Por Concha Moreno
Es muy notable cuando una pieza de arte o creativa hace sentir un dolor que nos es ajeno. Perder un hijo, dice la frase hecha, es el dolor más grande de un padre, de una madre.
No sé qué es ser madre y he tenido la fortuna de no haber perdido a nadie de mi familia, no tengo referentes sobre la pena de los padres de Hamnet, el protagonista aparente de la novela epónima de Maggie O’Farrell (publicada en español por Libros del asteroide). No conozco esa pena, pero cuando dejé el libro a un lado para respirar, sentí en el cuerpo el duelo por ese niño desconocido hecho solo de palabras. Un niño sano, feliz, fuerte, enérgico, tan bello e ingenuo que gana un trato fatal, definitivo, con la muerte.

Y Hamnet muere de repente. Su padre, un actor y dramaturgo que está teniendo cierto éxito en Londres, llega tarde al lecho de muerte. La madre, Agnes, se obstina en salvar a su hijo y al fallar hierve por dentro con resentimiento: cómo es posible que el padre no está presente. Mientras ella no puede con el dolor, él vuelve a Londres donde produce comedias que hasta a la reina Isabel I le divierten. Hay cuitas que ni el amor curarán.
No hay spoiler aquí. Cualquiera que abra la página de Wikipedia de William Shakespeare sabrá que el bardo tuvo tres hijos y que su único hijo varón murió en la infancia. El asunto es cómo la novela nos narra esa muerte.
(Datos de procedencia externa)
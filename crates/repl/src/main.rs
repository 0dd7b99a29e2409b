use std::path::{Path, PathBuf};
use std::sync::Mutex;

use clap::Parser;
use color_eyre::eyre::{self, Context};
use config::Config;
use debugger::{ClientOptions, Discovery, RemoteDebugger, WebSocketDialer};
use server::{Browser, DEFAULT_DEBUGGING_PORT};
use tracing_subscriber::filter::EnvFilter;

/// Connect to a browser's remote debugging endpoint, show what it offers
/// and print the events it sends.
#[derive(Debug, Parser)]
#[command(version)]
struct Args {
    /// Command line that starts the browser
    #[clap(long)]
    cmd: Option<String>,

    /// Start the first Chrome or Chromium found on PATH
    #[clap(long, conflicts_with = "cmd")]
    launch: bool,

    /// Discovery endpoint of the browser (host:port)
    #[clap(long)]
    port: Option<String>,

    /// Only list targets of this kind
    #[clap(long)]
    filter: Option<String>,

    /// Page to load
    #[clap(long)]
    page: Option<String>,

    /// Configuration file to use instead of the default one
    #[clap(long)]
    config: Option<PathBuf>,

    /// Seconds to print events for before disconnecting
    #[clap(long)]
    watch: Option<u64>,

    /// Write logs to this file instead of stderr
    #[clap(long)]
    log_file: Option<PathBuf>,
}

impl Args {
    /// Command line flags win over the configuration file
    fn apply(&self, mut config: Config) -> Config {
        if let Some(cmd) = &self.cmd {
            config.command = Some(cmd.clone());
        }
        if let Some(port) = &self.port {
            config.address = port.clone();
        }
        if let Some(filter) = &self.filter {
            config.filter = filter.clone();
        }
        if let Some(page) = &self.page {
            config.page = page.clone();
        }
        if let Some(watch) = self.watch {
            config.watch_secs = watch;
        }
        config
    }
}

fn init_logging(log_file: Option<&Path>) -> eyre::Result<()> {
    let subscriber = tracing_subscriber::fmt().with_env_filter(EnvFilter::from_default_env());
    match log_file {
        Some(path) => {
            let log_file = std::fs::File::create(path)
                .with_context(|| format!("creating log file {}", path.display()))?;
            subscriber.with_writer(Mutex::new(log_file)).init();
        }
        None => subscriber.with_writer(std::io::stderr).init(),
    }
    Ok(())
}

/// Port part of a `host:port` address
fn debugging_port(address: &str) -> u16 {
    address
        .rsplit_once(':')
        .and_then(|(_, port)| port.trim_end_matches('/').parse().ok())
        .unwrap_or(DEFAULT_DEBUGGING_PORT)
}

fn start_browser(config: &Config, launch: bool) -> eyre::Result<Option<Browser>> {
    match config.command.as_deref() {
        Some(cmd) if !cmd.trim().is_empty() => Browser::from_command_line(cmd)
            .context("starting browser")
            .map(Some),
        _ if launch => Browser::chrome_on_port(debugging_port(&config.address))
            .context("starting browser")
            .map(Some),
        _ => Ok(None),
    }
}

fn print_result(result: debugger::Result<serde_json::Value>) {
    match result {
        Ok(value) => println!("  {value}"),
        Err(e) => println!("  {e}"),
    }
}

async fn enable_events(remote: &RemoteDebugger) {
    for domain in ["Page", "DOM", "Runtime", "Network"] {
        if let Err(e) = remote.set_domain_events(domain, true).await {
            tracing::warn!(domain, error = %e, "could not enable events");
        }
    }
}

async fn watch_events(remote: &RemoteDebugger, config: &Config) {
    let mut events = remote.events().await;
    let watch = config.watch();

    let print_events = async {
        while let Some(event) = events.recv().await {
            println!("EVENT {} {}", event.method, event.params);
        }
        tracing::debug!("event feed ended");
    };

    tokio::select! {
        _ = print_events => {}
        _ = tokio::time::sleep(watch) => {
            tracing::debug!(?watch, "watch period over");
        }
        _ = tokio::signal::ctrl_c() => {
            tracing::debug!("interrupted");
        }
    }
}

async fn run(config: Config, launch: bool) -> eyre::Result<()> {
    let browser = start_browser(&config, launch)?;

    let discovery = Discovery::new(&config.address);
    if browser.is_some() {
        discovery
            .wait_until_ready(config.startup_timeout())
            .await
            .context("waiting for browser to start")?;
    }

    let options = ClientOptions {
        call_timeout: config.call_timeout(),
        max_message_size: config.max_message_size,
    };
    let remote = debugger::connect_with(&discovery, &WebSocketDialer, options)
        .await
        .context("connecting to browser")?;

    println!();
    println!("Version:");
    match discovery.version().await {
        Ok(version) => println!("{version}"),
        Err(e) => println!("{e}"),
    }

    println!();
    let tabs = discovery
        .tabs(Some(&config.filter))
        .await
        .context("cannot get list of tabs")?;
    for tab in &tabs {
        println!("{tab}");
    }

    println!();
    print_result(remote.get_domains().await);

    enable_events(&remote).await;

    if let Some(tab) = tabs.last() {
        if let Err(e) = discovery.activate(tab).await {
            tracing::warn!(id = %tab.id, error = %e, "could not activate tab");
        }

        println!();
        print_result(remote.navigate(&config.page).await);
    }

    watch_events(&remote, &config).await;

    remote.close().await;
    Ok(())
}

#[tokio::main]
async fn main() -> eyre::Result<()> {
    color_eyre::install().context("installing color_eyre")?;

    let args = Args::parse();
    init_logging(args.log_file.as_deref())?;

    let config = match &args.config {
        Some(path) => Config::load_from(path),
        None => Config::load(),
    }
    .context("loading configuration")?;
    let config = args.apply(config);
    tracing::debug!(?config, "effective configuration");

    run(config, args.launch).await
}

#[cfg(test)]
mod tests {
    use super::*;

    #[test]
    fn flags_override_config() {
        let args = Args::try_parse_from([
            "godet",
            "--port",
            "127.0.0.1:9333",
            "--filter",
            "",
            "--watch",
            "5",
        ])
        .unwrap();

        let config = args.apply(Config {
            page: "http://example.com".to_string(),
            ..Default::default()
        });

        assert_eq!(config.address, "127.0.0.1:9333");
        assert_eq!(config.filter, "");
        assert_eq!(config.watch_secs, 5);
        assert_eq!(config.page, "http://example.com");
        assert_eq!(config.command, None);
    }

    #[test]
    fn launch_conflicts_with_cmd() {
        assert!(Args::try_parse_from(["godet", "--launch", "--cmd", "chromium"]).is_err());
    }

    #[test]
    fn port_from_address() {
        assert_eq!(debugging_port("localhost:9333"), 9333);
        assert_eq!(debugging_port("http://127.0.0.1:9444/"), 9444);
        assert_eq!(debugging_port("localhost"), DEFAULT_DEBUGGING_PORT);
    }

    #[test]
    fn no_browser_without_command_or_launch() {
        assert!(start_browser(&Config::default(), false).unwrap().is_none());
    }
}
O’Farrell tiene una mano calculada cruel y al mismo tiempo empática: cruel porque lleva lentamente al lector en un juego entre lo que se sabe y le esperanza de que eso cambie a medida que se pasan las páginas, empática por su capacidad de crear personajes con los que inevitablemente nos espejeamos.
La novela es exitosísima en cómo recrea el universo doméstico de los Shakespeare. William ( por cierto: O’Farrell no le da nombre propio al personaje, es innecesario y de todos modos él no es el protagonista), un muchacho sin rumbo que se gana la vida dando clases de latín a hijos de granjeros, se enamora de la hija estrafalaria de uno de sus patrones. Ella, Agnes, tiene poderes más allá de lo comprensible: conoce qué va a pasar a continuación y es capaz de curar con lo que el bosque da. O’Farrell no le da superpoderes porque no le hacen falta, así ya es formidable. A Agnes la siguen todos en Stratford porque sus remedios son más efectivos que los del médico, la siguen con cierto temor y extrañeza, pero confían en sus talentos inexplicables.
Hay una amnesia muy particular cuando se sufre el dolor físico; cuando se rompe un hueso, revivir el dolor exacto es casi imposible, por eso se afirma que cuando algo duele se nos encuentra en un momento de perpetuo presente. Pero si unimos ese dolor con sufrimiento emocional, la historia cambia: los torturados tienen muy presente cómo sus verdugos les destrozaron el cuerpo.
El dolor emocional unido al físico es una herida que supura. Eso pasa en Hamnet más de una vez. La fragilidad del cuerpo, la indefensión ante el destino. Como dice el subtítulo de la novela, esta es una historia sobre la peste: la fiebre terrible, los ganglios inflamadísimos, la debilidad invencible: O’Farrell con tino nos hace sentir todo eso con solo palabras. Es un acto de magia.
Decir que Hamnet es un homenaje a Shakespeare puede ser cierto, pero quedarse con esa definición es miope, ramplón. El personaje que fascina es Agnes, protagonista absoluta. Su poder nos hace seguirla con un cariño que se suele reservar a los amigos.
Supongo que a todo mundo lo hace, a mí me pasa de modo inevitable ponerles caras de actores de cine a los personajes. Agnes sería interpretada de manera perfecta por una Kate Winslet joven, es ese tipo de mujeres únicas en su potencia en las que Winslet se ha especializado.
Hamnet ya ha sido valorada con premios y reseñas rabiosamente favorables. A veces, me sucede, eso en vez de atraer causa sospecha. El lector se erige retado, con duda sobre las expectativas que parecen rodear a un pinche librito famoso.

Lo digo sin pena: Hamnet me hizo llorar. Léanla, creo no los decepcionará. Ya me compré la siguiente novela de O’Farrell, una fabulación en torno a Lucrecia de Médicis. Tengo que leer otros libros antes, pero ya lo tengo en mi buró, tomando cuerpo como si fuera una botella de single-malt.